Josh Mellicker wrote:

I know stacks are a nice way to save a lot of data because it can be organized by custom property and custom property set.

But what about a simple list of data consisting of name, URL, and a couple other fields, that needs to be downloaded from a server- would you save the data in:

A. a stack in custom properties?
B. Or a text file?

The information in this case will never get more complicated, though is remotely possible a data field or two might be added in the future. But the data will never evolve to be complex, it will always merely be a list of files.


Here is my comparison:

writing to/reading from: code must be written for both, text file a little easier

Depends on what you're writing. If you're just writing a single sequential list than dumping it to a file would be simple enough. But if you need to access specific elements of that data, it's hard to beat the convenient flexibility and performance of array syntax to get custom prop elements.

entering/reading data manually: text file way easier

What is "manually" in this context? What other processes in the workflow require "manual" editing?

encrypting: a tie

adding data "fields": a tie, easy in either (you must think ahead)

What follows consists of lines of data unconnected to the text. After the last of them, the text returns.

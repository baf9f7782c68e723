//! Listener loops: the page over HTTP and one game actor per websocket.

use std::{convert::Infallible, net::SocketAddr};

use futures_channel::mpsc::unbounded;
use futures_util::{future, future::Either, pin_mut, stream::TryStreamExt, StreamExt};
use http_body_util::Full;
use hyper::body::{Bytes, Incoming};
use hyper::header::{HeaderValue, ALLOW, CONTENT_TYPE};
use hyper::server::conn::http1;
use hyper::service::service_fn;
use hyper::{Method, Request, Response, StatusCode};
use hyper_util::rt::TokioIo;
use tokio::net::{TcpListener, TcpStream};
use tracing::{debug, info, warn};

use crate::error::ServerError;
use crate::resources::StaticResource;
use crate::session::GameSession;

pub async fn bind(addr: &str) -> Result<TcpListener, ServerError> {
    TcpListener::bind(addr).await.map_err(|source| ServerError::Bind {
        addr: addr.to_string(),
        source,
    })
}

/// Accepts websocket peers forever, each in its own task with its own game.
pub async fn run_websocket(listener: TcpListener) -> Result<(), ServerError> {
    loop {
        let (stream, addr) = listener.accept().await.map_err(ServerError::Accept)?;
        tokio::spawn(async move {
            if let Err(err) = handle_connection(stream, addr).await {
                warn!(error = %err, "websocket connection dropped");
            }
        });
    }
}

async fn handle_connection(raw_stream: TcpStream, addr: SocketAddr) -> Result<(), ServerError> {
    debug!(%addr, "incoming TCP connection");

    let ws_stream = tokio_tungstenite::accept_async(raw_stream)
        .await
        .map_err(|source| ServerError::Handshake { addr, source })?;
    info!(%addr, "websocket connection established");

    let (outgoing, incoming) = ws_stream.split();
    let (tx, rx) = unbounded();
    let mut session = GameSession::new(tx, addr);
    session.start_game();

    {
        let server_messages = rx.map(Ok).forward(outgoing);
        let player_input = incoming.try_for_each(|msg| {
            session.process_player_input(&msg);
            future::ok(())
        });
        pin_mut!(server_messages, player_input);

        match future::select(server_messages, player_input).await {
            Either::Left((Err(err), _)) | Either::Right((Err(err), _)) => {
                debug!(%addr, error = %err, "websocket closed with error");
            }
            _ => {}
        }
    }

    session.close_session();
    Ok(())
}

/// Serves the page, script and stylesheet.
pub async fn run_http(
    listener: TcpListener,
    resources: &'static StaticResource,
) -> Result<(), ServerError> {
    loop {
        let (stream, addr) = listener.accept().await.map_err(ServerError::Accept)?;
        let io = TokioIo::new(stream);
        tokio::spawn(async move {
            let service = service_fn(move |req| serve_static(req, resources));
            if let Err(err) = http1::Builder::new().serve_connection(io, service).await {
                debug!(%addr, error = %err, "http connection error");
            }
        });
    }
}

async fn serve_static(
    req: Request<Incoming>,
    resources: &StaticResource,
) -> Result<Response<Full<Bytes>>, Infallible> {
    let response = static_response(req.method(), req.uri().path(), resources);
    debug!(method = %req.method(), path = req.uri().path(), status = %response.status(), "http request");
    Ok(response)
}

fn static_response(method: &Method, path: &str, resources: &StaticResource) -> Response<Full<Bytes>> {
    if *method != Method::GET && *method != Method::HEAD {
        let mut response = plain(StatusCode::METHOD_NOT_ALLOWED, "method not allowed");
        response.headers_mut().insert(ALLOW, HeaderValue::from_static("GET, HEAD"));
        return response;
    }
    match resources.lookup(path) {
        Some((content_type, body)) => {
            let mut response = Response::new(Full::new(body));
            response
                .headers_mut()
                .insert(CONTENT_TYPE, HeaderValue::from_static(content_type));
            response
        }
        None => plain(StatusCode::NOT_FOUND, "not found"),
    }
}

fn plain(status: StatusCode, text: &'static str) -> Response<Full<Bytes>> {
    let mut response = Response::new(Full::new(Bytes::from_static(text.as_bytes())));
    *response.status_mut() = status;
    response
        .headers_mut()
        .insert(CONTENT_TYPE, HeaderValue::from_static("text/plain; charset=utf-8"));
    response
}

Maybe, maybe not. Again, it depends on the specifics of the implementation. Adding a column to a list is easy enough, and using linked-listed to attach even large elements to property arrays can be easy enough, more efficient with large data, and possibly more flexible.

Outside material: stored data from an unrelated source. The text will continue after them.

use clap::Parser;

/// Hot-seat tic-tac-toe in the browser
#[derive(Parser, Debug, Clone)]
#[command(name = "tic-tac-toe")]
#[command(about = "Serves a two-player tic-tac-toe board to the browser", long_about = None)]
#[command(version)]
pub struct Config {
    /// Address the page is served on
    #[arg(long, default_value = "127.0.0.1:8080")]
    pub http_addr: String,

    /// Address the websocket listener binds to
    #[arg(long, default_value = "127.0.0.1:8081")]
    pub ws_addr: String,

    /// Websocket URL handed to the page. Defaults to ws://<ws-addr>
    #[arg(long)]
    pub ws_endpoint: Option<String>,

    /// Log filter directives, e.g. "tic_tac_toe=debug". Falls back to RUST_LOG, then "info"
    #[arg(long)]
    pub log_filter: Option<String>,
}

impl Config {
    pub fn ws_endpoint(&self) -> String {
        self.ws_endpoint
            .clone()
            .unwrap_or_else(|| format!("ws://{}", self.ws_addr))
    }
}

#[cfg(test)]
mod tests {
    use super::*;

    #[test]
    fn test_defaults() {
        let config = Config::parse_from(["tic-tac-toe"]);
        assert_eq!(config.http_addr, "127.0.0.1:8080");
        assert_eq!(config.ws_addr, "127.0.0.1:8081");
        assert_eq!(config.ws_endpoint(), "ws://127.0.0.1:8081");
        assert!(config.log_filter.is_none());
    }

    #[test]
    fn test_endpoint_follows_ws_addr() {
        let config = Config::parse_from(["tic-tac-toe", "--ws-addr", "0.0.0.0:9000"]);
        assert_eq!(config.ws_endpoint(), "ws://0.0.0.0:9000");
    }

    #[test]
    fn test_explicit_endpoint_wins() {
        let config = Config::parse_from([
            "tic-tac-toe",
            "--ws-addr",
            "0.0.0.0:9000",
            "--ws-endpoint",
            "wss://games.example.org/ws",
        ]);
        assert_eq!(config.ws_endpoint(), "wss://games.example.org/ws");
    }

    #[test]
    fn test_rejects_unknown_flag() {
        assert!(Config::try_parse_from(["tic-tac-toe", "--board-size", "4"]).is_err());
    }
}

possible data corruption: a tie

Maybe, but consider this:

If you parse your own file yourself, you're responsible for defining the format and the accessors which will use that format, and must test your invention thoroughly.

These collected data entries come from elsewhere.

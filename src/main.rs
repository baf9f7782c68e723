//! Serves the board page and the game websocket.
//!
//! Run it and open the printed URL:
//!
//!     cargo run -- --http-addr 127.0.0.1:8080 --ws-addr 127.0.0.1:8081

use anyhow::Result;
use clap::Parser;
use tic_tac_toe::config::Config;
use tic_tac_toe::resources::StaticResource;
use tic_tac_toe::server;
use tracing::info;
use tracing_subscriber::EnvFilter;

#[tokio::main]
async fn main() -> Result<()> {
    let config = Config::parse();

    let filter = match &config.log_filter {
        Some(directives) => EnvFilter::try_new(directives)?,
        None => EnvFilter::try_from_default_env().unwrap_or_else(|_| EnvFilter::new("info")),
    };
    tracing_subscriber::fmt().with_env_filter(filter).init();

    let ws_endpoint = config.ws_endpoint();
    let resources = StaticResource::new(&ws_endpoint).await;

    let http_listener = server::bind(&config.http_addr).await?;
    let ws_listener = server::bind(&config.ws_addr).await?;
    info!(http = %config.http_addr, ws = %ws_endpoint, "listening");
    info!("open http://{} to play", config.http_addr);

    tokio::select! {
        result = server::run_http(http_listener, resources) => result?,
        result = server::run_websocket(ws_listener) => result?,
        _ = tokio::signal::ctrl_c() => info!("shutting down"),
    }

    Ok(())
}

But the custom property mechanism is already in the engine, already field-tested for more than a decade, and in all that time I've only even heard about three cases of true file corruption, and only seen one of those firsthand myself. Ten years is a long time.

Also, with stack files you get an automatic temporary backup whenever the save command is issued: the last saved copy of the stack file is written to a temp file preceeded with a tilde (e.g., "mystack.rev" becomes "~mystack.rev"), then the new stack file is written fresh from RAM contents, and only when the integrity of the completely fresh file has been checked is that temp file deleted.

So among other things this means that if your using has a power outage during a save, or any other unexpected interruption, the engine's handling of stack files automatically gives you a safety that's been proven in real-world work for many years. You'd have to write that yourself if you wanted to provide similar protection.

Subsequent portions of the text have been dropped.